5. It's true that those mental health professionals who work with long-term patients can become pessimistic about the possibility of recovery. They need re-education. Even Kraepelin thought meaningful recovery possible. Since we've had 'schizophrenia' the standard wisdom has a third of people largely recovering without long-term medications. Plausible is the idea that sometimes sufferers may recover not only from a psychotic episode but from the schizophrenia trait if they overcome significant developmental fixations, work through significant underlying conflicts, and find a way out of dismal mentally confounding social contexts. It's also plausible that for some people an underlying neurodevelopmental schizotaxia/schizotypy will always render them at risk of schizophrenic decompensation, and may always manifest in quirks of thought and feeling, but that this can be managed. Schizotaxia could now be thought of as a condition - like, say, Aspergers - one that may make one at risk to psychosis but itself needs to be understood and accepted as the having of a certain kind of mind. Diabetes type 2 may be a useful analogues here: diabetes because sometimes weight loss can reverse a diabetic illness, but sometimes the condition will require ongoing management. But in some ways the diabetes analogy ignores the possibility of building, for the first time in someone's life, a more robust personality structure - by picking up lost developmental threads, developing in affect regulation capacities, moral/characterological growth, etc. Many mental health professionals continue to think of what it could mean to recover from mental illness only in terms of managing the decompensations from the schizophrenic trait (i.e. only in terms of the use of major tranquillisers as anti-psychotics).
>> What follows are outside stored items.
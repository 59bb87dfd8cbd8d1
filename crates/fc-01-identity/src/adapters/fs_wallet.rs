//! Directory-backed wallet: one `<label>.id` JSON file per identity.

use crate::domain::errors::WalletError;
use crate::domain::wallet::WalletIdentity;
use crate::ports::outbound::Wallet;
use async_trait::async_trait;
use std::path::{Path, PathBuf};
use tracing::{debug, info};

const EXTENSION: &str = "id";

pub struct FileSystemWallet {
    dir: PathBuf,
}

impl FileSystemWallet {
    /// Open a wallet directory. The directory need not exist until written.
    pub fn new(dir: impl Into<PathBuf>) -> Self {
        Self { dir: dir.into() }
    }

    #[must_use]
    pub fn dir(&self) -> &Path {
        &self.dir
    }

    fn path_for(&self, label: &str) -> Result<PathBuf, WalletError> {
        let valid = !label.is_empty()
            && !label.contains(['/', '\\'])
            && label != "."
            && label != "..";
        if !valid {
            return Err(WalletError::InvalidLabel(label.to_string()));
        }
        Ok(self.dir.join(format!("{label}.{EXTENSION}")))
    }

    /// Write an identity file, replacing any existing one with the same label.
    pub async fn import(&self, identity: &WalletIdentity) -> Result<PathBuf, WalletError> {
        let path = self.path_for(&identity.label)?;
        tokio::fs::create_dir_all(&self.dir)
            .await
            .map_err(|e| io_error(&self.dir, e))?;

        let json = serde_json::to_vec_pretty(identity).map_err(|e| WalletError::Malformed {
            path: path.display().to_string(),
            reason: e.to_string(),
        })?;
        tokio::fs::write(&path, json)
            .await
            .map_err(|e| io_error(&path, e))?;

        info!(label = %identity.label, path = %path.display(), "Identity imported");
        Ok(path)
    }
}

fn io_error(path: &Path, e: std::io::Error) -> WalletError {
    WalletError::Io {
        path: path.display().to_string(),
        reason: e.to_string(),
    }
}

#[async_trait]
impl Wallet for FileSystemWallet {
    async fn get(&self, label: &str) -> Result<Option<WalletIdentity>, WalletError> {
        let path = self.path_for(label)?;
        let bytes = match tokio::fs::read(&path).await {
            Ok(bytes) => bytes,
            Err(e) if e.kind() == std::io::ErrorKind::NotFound => {
                debug!(label, path = %path.display(), "Identity file not found");
                return Ok(None);
            }
            Err(e) => return Err(io_error(&path, e)),
        };

        let identity: WalletIdentity =
            serde_json::from_slice(&bytes).map_err(|e| WalletError::Malformed {
                path: path.display().to_string(),
                reason: e.to_string(),
            })?;
        Ok(Some(identity))
    }

    async fn list(&self) -> Result<Vec<String>, WalletError> {
        let mut entries = match tokio::fs::read_dir(&self.dir).await {
            Ok(entries) => entries,
            Err(e) if e.kind() == std::io::ErrorKind::NotFound => return Ok(Vec::new()),
            Err(e) => return Err(io_error(&self.dir, e)),
        };

        let mut labels = Vec::new();
        while let Some(entry) = entries
            .next_entry()
            .await
            .map_err(|e| io_error(&self.dir, e))?
        {
            let path = entry.path();
            if path.extension().and_then(|e| e.to_str()) != Some(EXTENSION) {
                continue;
            }
            if let Some(stem) = path.file_stem().and_then(|s| s.to_str()) {
                labels.push(stem.to_string());
            }
        }
        labels.sort();
        Ok(labels)
    }

    fn location(&self) -> String {
        self.dir.display().to_string()
    }
}
//! # Error Types
//!
//! Errors raised while building, signing or checking shared entities.

use thiserror::Error;

/// Canonical encoding failed.
#[derive(Debug, Clone, Error, PartialEq, Eq)]
pub enum EncodingError {
    #[error("Canonical encoding failed: {0}")]
    Bincode(String),
}

/// Identity and signature errors.
#[derive(Debug, Clone, Error, PartialEq, Eq)]
pub enum IdentityError {
    /// Public key bytes are not a valid Ed25519 point.
    #[error("Invalid public key for MSP {msp_id}")]
    InvalidPublicKey { msp_id: String },

    /// Secret key material has the wrong length or encoding.
    #[error("Invalid secret key: {0}")]
    InvalidSecretKey(String),

    /// Signature does not verify against the signer's public key.
    #[error("Signature verification failed for MSP {msp_id}")]
    SignatureMismatch { msp_id: String },

    #[error(transparent)]
    Encoding(#[from] EncodingError),
}

/// Transaction id parsing errors.
#[derive(Debug, Clone, Error, PartialEq, Eq)]
pub enum IdError {
    #[error("Invalid transaction id '{0}': expected 64 lowercase hex characters")]
    InvalidTransactionId(String),
}

/// Errors assembling a transaction envelope from proposal responses.
#[derive(Debug, Clone, Error, PartialEq, Eq)]
pub enum EnvelopeError {
    /// An envelope needs at least one endorsement.
    #[error("No endorsements to package")]
    NoEndorsements,

    /// Endorsers returned different read/write sets or results.
    #[error("Endorsement at index {index} does not match the first endorsement")]
    PayloadMismatch { index: usize },

    /// An endorsement was produced for a different proposal.
    #[error("Endorsement at index {index} references a different proposal")]
    ProposalHashMismatch { index: usize },

    #[error(transparent)]
    Encoding(#[from] EncodingError),

    #[error(transparent)]
    Identity(#[from] IdentityError),
}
It's as if we're all supposed to take psychological development (especially that of the tricky late teenage years) for granted, as if it just inexorably unfolds or not by itself, as if there weren't significant tasks that can get left undone, significant characterological weaknesses that need to be addressed courageously, etc. (Anyone who's spent a decent enough number of hours in a decent enough therapy knows this to be untrue.)